Data were collected independently by two reviewers (RRL and KR) using a prespecified data extraction form; any conflicts were resolved by consensus or by a third reviewer (KS). Data collection covered study characteristics (study design, study duration, year of publication, name and country of origin of ECMO centre, indications for ECMO); patient demographics (number of patients, proportion of male/female patients, age, body mass index [BMI], comorbidities); pre-ECMO characteristics (ventilation parameters: partial pressure of arterial oxygen to fraction of inspired oxygen ratio [PaO2/FiO2], serum pH, lactate, duration of mechanical ventilation before ECMO initiation, adjunctive therapies, Sequential Organ Failure Assessment [SOFA] score); ECMO characteristics (type of ECMO at initiation, cannulation site, adjunctive therapies [prone positioning, neuromuscular blockade, inotropes/vasopressors, inhaled nitric oxide, corticosteroids and immunomodulatory agents]); mortality (in-hospital as well as substitution of the closest common mortality time point); and other relevant clinical outcomes (intensive care unit [ICU] and hospital length of stay [LOS], ECMO duration and complications during ECMO). Complications were represented broadly as per the ELSO reporting guidelines. Authors were contacted for additional data where necessary.

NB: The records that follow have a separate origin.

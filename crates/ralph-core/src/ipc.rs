//! Length-prefixed JSON framing for the subagent approval-proxy protocol
//! (spec.md §4.2, §6). A subagent's policy engine writes an
//! `ApprovalRequestFrame` on its `APPROVAL_REQUEST_FD`; the parent
//! process's supervisor reads it, runs the interactive prompt on its own
//! TTY, and writes back an `ApprovalResponseFrame` on the matching
//! `APPROVAL_RESPONSE_FD`. Frames are matched by `request_id`; an
//! unmatched response is dropped by the reader.

use std::io::{self, Read, Write};

use serde::{Deserialize, Serialize};
use thiserror::Error;

/// A pending approval request proxied from a subagent to its parent.
#[derive(Debug, Clone, Serialize, Deserialize)]
pub struct ApprovalRequestFrame {
    /// Monotonically increasing per-child id, used to match the reply.
    pub request_id: u32,
    /// The tool name being gated.
    pub tool_name: String,
    /// The call's JSON arguments, as text.
    pub arguments_json: String,
    /// A short human-readable summary to show in the parent's prompt.
    pub display_summary: String,
}

/// The outcome of an approval decision, as it crosses the wire.
#[derive(Debug, Clone, Copy, PartialEq, Eq, Serialize, Deserialize)]
#[serde(rename_all = "snake_case")]
pub enum ApprovalOutcome {
    /// Approved for this call only.
    Allowed,
    /// Approved, and a session allowlist pattern was installed.
    AllowedAlways,
    /// Denied by the user.
    Denied,
    /// The user aborted (SIGINT) during the prompt.
    Aborted,
    /// The tool is currently rate-limited; no prompt was shown.
    RateLimited,
}

/// A parent's reply to one `ApprovalRequestFrame`.
#[derive(Debug, Clone, Serialize, Deserialize)]
pub struct ApprovalResponseFrame {
    /// Echoes the originating request's id.
    pub request_id: u32,
    /// The decision.
    pub result: ApprovalOutcome,
    /// On `AllowedAlways`, the pattern that was installed, so the child
    /// can mirror it into its own in-memory allowlist for the rest of its
    /// run (the parent's allowlist is the durable copy).
    #[serde(skip_serializing_if = "Option::is_none", default)]
    pub pattern: Option<String>,
}

/// Framing/transport failure reading or writing an IPC frame.
#[derive(Debug, Error)]
pub enum FrameError {
    /// The underlying pipe returned an I/O error.
    #[error("io error: {0}")]
    Io(#[from] io::Error),
    /// The frame's JSON body failed to (de)serialize.
    #[error("malformed frame: {0}")]
    Malformed(#[from] serde_json::Error),
    /// The peer closed its end of the pipe.
    #[error("pipe closed by peer")]
    Closed,
}

/// Writes one length-prefixed JSON frame: a 4-byte big-endian length
/// followed by that many bytes of UTF-8 JSON.
pub fn write_frame<W: Write, T: Serialize>(writer: &mut W, value: &T) -> Result<(), FrameError> {
    let body = serde_json::to_vec(value)?;
    let len = u32::try_from(body.len()).unwrap_or(u32::MAX);
    writer.write_all(&len.to_be_bytes())?;
    writer.write_all(&body)?;
    writer.flush()?;
    Ok(())
}

/// Reads one length-prefixed JSON frame. Returns `FrameError::Closed` on a
/// clean EOF at the length prefix (the peer closed its pipe between
/// frames, not mid-frame).
pub fn read_frame<R: Read, T: for<'de> Deserialize<'de>>(reader: &mut R) -> Result<T, FrameError> {
    let mut len_buf = [0u8; 4];
    match reader.read_exact(&mut len_buf) {
        Ok(()) => {}
        Err(e) if e.kind() == io::ErrorKind::UnexpectedEof => return Err(FrameError::Closed),
        Err(e) => return Err(FrameError::Io(e)),
    }
    let len = u32::from_be_bytes(len_buf) as usize;
    let mut body = vec![0u8; len];
    reader.read_exact(&mut body)?;
    Ok(serde_json::from_slice(&body)?)
}

#[cfg(test)]
mod tests {
    use super::*;
    use std::io::Cursor;

    #[test]
    fn round_trips_a_request_frame() {
        let req = ApprovalRequestFrame {
            request_id: 7,
            tool_name: "shell".into(),
            arguments_json: "{\"cmd\":\"ls\"}".into(),
            display_summary: "run: ls".into(),
        };
        let mut buf = Vec::new();
        write_frame(&mut buf, &req).unwrap();
        let mut cursor = Cursor::new(buf);
        let decoded: ApprovalRequestFrame = read_frame(&mut cursor).unwrap();
        assert_eq!(decoded.request_id, 7);
        assert_eq!(decoded.tool_name, "shell");
    }

    #[test]
    fn closed_pipe_reports_closed_not_io_error() {
        let mut cursor = Cursor::new(Vec::<u8>::new());
        let err = read_frame::<_, ApprovalRequestFrame>(&mut cursor).unwrap_err();
        assert!(matches!(err, FrameError::Closed));
    }
}
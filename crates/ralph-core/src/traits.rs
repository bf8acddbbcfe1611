use thiserror::Error;

use crate::budget::BudgetOutcome;
use crate::message::Message;
use crate::tool::{ToolCall, ToolResult};

/// Transport-layer failure from a `RoundTripClient`. The core treats all
/// of these as non-fatal to the session per spec.md §7 — the current
/// turn ends but the initial batch's successes remain in conversation.
#[derive(Debug, Error)]
pub enum TransportError {
    /// The provider returned an empty/unparseable response.
    #[error("empty response from model")]
    Empty,
    /// The response body could not be parsed into a `ParsedResponse`.
    #[error("failed to parse model response: {0}")]
    Parse(String),
    /// Authentication with the provider failed.
    #[error("authentication failed")]
    Auth,
    /// A transient network failure; callers may retry.
    #[error("retryable network error: {0}")]
    RetryableNetwork(String),
    /// The provider rate-limited this request; callers may retry.
    #[error("retryable rate limit: {0}")]
    RetryableRateLimit(String),
}

impl TransportError {
    /// The stable wire name for this error kind (spec.md §7).
    pub fn kind(&self) -> &'static str {
        match self {
            TransportError::Empty => "api_empty",
            TransportError::Parse(_) => "api_parse",
            TransportError::Auth => "api_auth",
            TransportError::RetryableNetwork(_) => "api_retryable_network",
            TransportError::RetryableRateLimit(_) => "api_retryable_rate_limit",
        }
    }
}

/// One LLM round-trip. Implemented out-of-core by the provider-specific
/// transport (spec.md §1); the engine is agnostic to which provider
/// produced a response.
pub trait RoundTripClient {
    /// Sends the current conversation and returns the parsed response.
    /// `budget` bounds `available_response_tokens` for this call.
    fn round_trip(
        &self,
        history: &[Message],
        budget: &BudgetOutcome,
    ) -> Result<crate::response::ParsedResponse, TransportError>;
}

/// Observable state of the iterative loop, surfaced to the `OutputSink`
/// at each state transition (spec.md §4.5).
#[derive(Debug, Clone, Copy, PartialEq, Eq)]
pub enum LoopState {
    /// Awaiting user input.
    Idle,
    /// LLM round-trip in flight.
    Requesting,
    /// Response being emitted to the UI.
    Displaying,
    /// Batch executor running.
    Batching,
    /// Token budget refused; compaction attempted.
    Compacting,
    /// Terminal: no more tool calls were requested.
    EndNoMoreTools,
    /// Terminal: the safety limit (`MAX_ITERATIONS`) was hit.
    EndSafetyLimit,
    /// Terminal: SIGINT interrupted the batch.
    EndInterrupt,
    /// Terminal: the user denied/aborted an approval prompt.
    EndAbort,
    /// Terminal: the context window is exhausted.
    EndContextFull,
    /// Terminal: the LLM transport failed.
    EndApiError,
}

/// The UI/output surface the core emits events to. Implemented out-of-core
/// by the terminal UI or JSON-structured output mode (spec.md §1).
pub trait OutputSink {
    /// The model's chain-of-thought, if any.
    fn on_thinking(&self, text: &str);
    /// The model's user-visible text, if any.
    fn on_text(&self, text: &str);
    /// A summary of the tool calls about to be executed.
    fn on_tool_call_summary(&self, calls: &[ToolCall]);
    /// One tool's result, as it becomes available.
    fn on_tool_result(&self, call: &ToolCall, result: &ToolResult);
    /// A loop state transition.
    fn on_state(&self, state: LoopState);
    /// A named error surfaced to the user.
    fn on_error(&self, kind: &str, message: &str);
}

/// Per-call execution context handed to `ToolRegistry::execute`. Carries
/// the pieces a tool implementation needs that are not part of the wire
/// arguments (e.g. a handle back into the subagent manager for `subagent`
/// calls is routed by the batch executor directly, not through this
/// context — see ralph-orchestrator's grounding notes).
#[derive(Debug, Clone, Copy, Default)]
pub struct ToolExecCtx {
    /// True when this process is itself a subagent (affects tools that
    /// must refuse to recurse, e.g. spawning further subagents).
    pub is_subagent: bool,
}

/// The set of tool implementations available to the batch executor
/// (spec.md §1). Implemented out-of-core; file I/O, shell, web fetch,
/// PDF extraction, vector-DB, MCP, and messaging tools all live behind
/// this one trait from the engine's perspective.
pub trait ToolRegistry {
    /// Executes one call and returns its result. Must not panic; dispatch
    /// failures are reported as a `ToolResult` with `success: false`.
    fn execute(&self, call: &ToolCall, ctx: &ToolExecCtx) -> ToolResult;
    /// Whether `name` is safe to run concurrently with other thread-safe
    /// tools in the same batch (spec.md §4.4's parallelism rule).
    fn is_thread_safe(&self, name: &str) -> bool;
}

/// Conversation persistence and token-budget management (spec.md §1).
/// Implemented out-of-core; the engine only ever appends, reads, and asks
/// for the current budget.
pub trait ConversationStore {
    /// Appends a `User` message.
    fn append_user(&mut self, text: &str);
    /// Appends an `Assistant` message, with its tool calls if any.
    fn append_assistant(&mut self, text: Option<&str>, tool_calls: &[ToolCall]);
    /// Appends one `Tool` result message.
    fn append_tool(&mut self, tool_call_id: &str, tool_name: &str, result: &ToolResult);
    /// Compacts history in place if `budget` demands it.
    fn compact_if_needed(&mut self, budget: &BudgetOutcome);
    /// Computes the current token budget.
    fn compute_budget(&self) -> BudgetOutcome;
    /// Returns the full message history in insertion order.
    fn messages(&self) -> &[Message];
    /// Wipes history and re-appends a stub assistant message carrying
    /// `tool_calls`, preserving the assistant→tool pairing invariant
    /// after a tool sets `ToolResult::clear_history` (spec.md §4.5 step 9).
    fn clear_with_stub(&mut self, tool_calls: &[ToolCall]);
}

Assessment of Risk of Bias and Certainty of Evidence

Using the Joanna Briggs Institute (JBI) checklists for case series and cohort studies (Additional file 1: Table S2), we assessed studies for quality. We assessed the possibility of publication bias using Egger's test. We assessed statistical heterogeneity using the I2 statistics, the Chi-squared test and visual inspection of the forest plots. We used the Grading of Recommendations, Assessments, Developments and Evaluations (GRADE) approach to assess the certainty of evidence[18,19] (GRADEpro app available online: https://www.gradepro.org [accessed on 10 January 2021].

Outcomes of Interest

The primary outcome was in-hospital mortality. Secondary outcomes were analysed in the overall cohort and included those remaining in hospital and on ECMO, ICU and hospital length of stay, duration of mechanical ventilation before ECMO, duration of ECMO and complications during ECMO.

Statistical Analysis

We performed statistical analyses in R 3.6.1, using the meta (v4.12–0) and dmetar (v0.0.9000) packages.[20–22] For continuous variables, we pooled the means from the aggregate data presented in each study as per Wan et al..[23] We anticipated significant interstudy heterogeneity given the varied presentation of COVID-19 and general lack of guidelines for patient management with ECMO during the early pandemic. As such, we conducted inverse-variance weighted random-effects meta-analyses (DerSimonian and Laird), and 95% confidence intervals (CIs) were computed using the Clopper–Pearson method.[24–26] Survival outcomes are presented as pooled proportions, while continuous outcomes are presented as pooled means, both with corresponding 95% CIs.

Subgroup/Sensitivity Analysis

We conducted planned subgroup analyses with continuity correction to include studies with zero events and include geographical region (Asia, Europe, North America and International). Summary-level meta-regression was conducted when at least 6 data points were collected to explore potential sources of heterogeneity or prognostically relevant prespecified study-level covariates.[26] Two sensitivity analyses were conducted for our meta-analysis: analysing the mortality among studies where all patients were supported with VV ECMO and another by excluding studies with a JBI score of less than 7.